[Extracted records]
====================

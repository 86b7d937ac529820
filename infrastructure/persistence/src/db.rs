use sqlx::mysql::{MySql, MySqlConnection, MySqlPool, MySqlPoolOptions};
use sqlx::pool::PoolConnection;
use std::time::Duration;
use thiserror::Error;

use crate::connection_string::ConnectionString;
use crate::server_version::ServerVersion;

#[derive(Error, Debug)]
pub enum DatabaseError {
    #[error("database.connection_error")]
    ConnectionError,
}

/// Configuration for the database connection
#[derive(Debug, Clone)]
pub struct DatabaseConfig {
    pub connection_string: ConnectionString,
    pub server_version: ServerVersion,
    pub max_connections: u32,
    pub acquire_timeout: Duration,
}

impl DatabaseConfig {
    /// Creates a new database configuration with default pool values
    pub fn new(connection_string: ConnectionString, server_version: ServerVersion) -> Self {
        Self {
            connection_string,
            server_version,
            max_connections: 5,
            acquire_timeout: Duration::from_secs(30),
        }
    }

    pub fn with_max_connections(mut self, max_connections: u32) -> Self {
        self.max_connections = max_connections;
        self
    }

    pub fn with_acquire_timeout(mut self, acquire_timeout: Duration) -> Self {
        self.acquire_timeout = acquire_timeout;
        self
    }
}

/// Hands out database contexts backed by a lazily connected MySQL pool.
///
/// Creating the factory opens no connection; the first `create_context`
/// call does. It must be created inside a tokio runtime.
pub struct DbContextFactory {
    pool: MySqlPool,
    server_version: ServerVersion,
}

impl DbContextFactory {
    pub fn new(config: &DatabaseConfig) -> Self {
        tracing::debug!(
            data_source = %config.connection_string,
            server_version = %config.server_version,
            max_connections = config.max_connections,
            "Registering lazy MySQL pool"
        );

        let pool = MySqlPoolOptions::new()
            .max_connections(config.max_connections)
            .acquire_timeout(config.acquire_timeout)
            .connect_lazy_with(config.connection_string.connect_options());

        Self {
            pool,
            server_version: config.server_version,
        }
    }

    /// Obtains a context for a single unit of work.
    pub async fn create_context(&self) -> Result<DbContext, DatabaseError> {
        let connection = self.pool.acquire().await.map_err(|e| {
            tracing::warn!("Failed to acquire database connection: {e}");
            DatabaseError::ConnectionError
        })?;

        Ok(DbContext {
            connection,
            server_version: self.server_version,
        })
    }

    pub fn server_version(&self) -> ServerVersion {
        self.server_version
    }
}

/// One pooled connection; returned to the pool on drop.
pub struct DbContext {
    connection: PoolConnection<MySql>,
    server_version: ServerVersion,
}

impl DbContext {
    pub fn connection(&mut self) -> &mut MySqlConnection {
        &mut self.connection
    }

    pub fn server_version(&self) -> ServerVersion {
        self.server_version
    }
}

#[cfg(test)]
mod tests {
    use super::*;

    fn config() -> DatabaseConfig {
        DatabaseConfig::new(
            ConnectionString::parse("Server=127.0.0.1;Database=app;User=root").unwrap(),
            ServerVersion::default(),
        )
    }

    #[test]
    fn should_use_default_pool_settings() {
        let config = config();

        assert_eq!(config.max_connections, 5);
        assert_eq!(config.acquire_timeout, Duration::from_secs(30));
    }

    #[test]
    fn should_override_pool_settings() {
        let config = config()
            .with_max_connections(12)
            .with_acquire_timeout(Duration::from_secs(2));

        assert_eq!(config.max_connections, 12);
        assert_eq!(config.acquire_timeout, Duration::from_secs(2));
    }

    #[tokio::test]
    async fn should_create_factory_without_connecting() {
        // Arrange
        let config = config();

        // Act
        let factory = DbContextFactory::new(&config);

        // Assert
        assert_eq!(factory.server_version(), ServerVersion::default());
        assert_eq!(factory.pool.size(), 0);
    }
}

====================

Reproduce the data above in full. Leave nothing out.

== Output below ==
repository 86b7d937ac529820
filename infrastructure/persistence/src/db.rs
use sqlx::mysql::{MySql, MySqlConnection, MySqlPool, MySqlPoolOptions};
use sqlx::pool::PoolConnection;
use std::time::Duration;
use thiserror::Error;

use crate::connection_string::ConnectionString;
use crate::server_version::ServerVersion;

#[derive(Error, Debug)]
pub enum DatabaseError {
    #[error("database.connection_error")]
    ConnectionError,
}

/// Configuration for the database connection
#[derive(Debug, Clone)]
pub struct DatabaseConfig {
    pub connection_string: ConnectionString,
    pub server_version: ServerVersion,
    pub max_connections: u32,
    pub acquire_timeout: Duration,
}

impl DatabaseConfig {
    /// Creates a new database configuration with default pool values
    pub fn new(connection_string: ConnectionString, server_version: ServerVersion) -> Self {
        Self {
            connection_string,
            server_version,
            max_connections: 5,
            acquire_timeout: Duration::from_secs(30),
        }
    }

    pub fn with_max_connections(mut self, max_connections: u32) -> Self {
        self.max_connections = max_connections;
        self
    }

    pub fn with_acquire_timeout(mut self, acquire_timeout: Duration) -> Self {
        self.acquire_timeout = acquire_timeout;
        self
    }
}

/// Hands out database contexts backed by a lazily connected MySQL pool.
///
/// Creating the factory opens no connection; the first `create_context`
/// call does. It must be created inside a tokio runtime.
pub struct DbContextFactory {
    pool: MySqlPool,
    server_version: ServerVersion,
}

impl DbContextFactory {
    pub fn new(config: &DatabaseConfig) -> Self {
        tracing::debug!(
            data_source = %config.connection_string,
            server_version = %config.server_version,
            max_connections = config.max_connections,
            "Registering lazy MySQL pool"
        );

        let pool = MySqlPoolOptions::new()
            .max_connections(config.max_connections)
            .acquire_timeout(config.acquire_timeout)
            .connect_lazy_with(config.connection_string.connect_options());

        Self {
            pool,
            server_version: config.server_version,
        }
    }

    /// Obtains a context for a single unit of work.
    pub async fn create_context(&self) -> Result<DbContext, DatabaseError> {
        let connection = self.pool.acquire().await.map_err(|e| {
            tracing::warn!("Failed to acquire database connection: {e}");
            DatabaseError::ConnectionError
        })?;

        Ok(DbContext {
            connection,
            server_version: self.server_version,
        })
    }

    pub fn server_version(&self) -> ServerVersion {
        self.server_version
    }
}

/// One pooled connection; returned to the pool on drop.
pub struct DbContext {
    connection: PoolConnection<MySql>,
    server_version: ServerVersion,
}

impl DbContext {
    pub fn connection(&mut self) -> &mut MySqlConnection {
        &mut self.connection
    }

    pub fn server_version(&self) -> ServerVersion {
        self.server_version
    }
}

#[cfg(test)]
mod tests {
    use super::*;

    fn config() -> DatabaseConfig {
        DatabaseConfig::new(
            ConnectionString::parse("Server=127.0.0.1;Database=app;User=root").unwrap(),
            ServerVersion::default(),
        )
    }

    #[test]
    fn should_use_default_pool_settings() {
        let config = config();

        assert_eq!(config.max_connections, 5);
        assert_eq!(config.acquire_timeout, Duration::from_secs(30));
    }

    #[test]
    fn should_override_pool_settings() {
        let config = config()
            .with_max_connections(12)
            .with_acquire_timeout(Duration::from_secs(2));

        assert_eq!(config.max_connections, 12);
        assert_eq!(config.acquire_timeout, Duration::from_secs(2));
    }

    #[tokio::test]
    async fn should_create_factory_without_connecting() {
        // Arrange
        let config = config();

        // Act
        let factory = DbContextFactory::new(&config);

        // Assert
        assert_eq!(factory.server_version(), ServerVersion::default());
        assert_eq!(factory.pool.size(), 0);
    }
}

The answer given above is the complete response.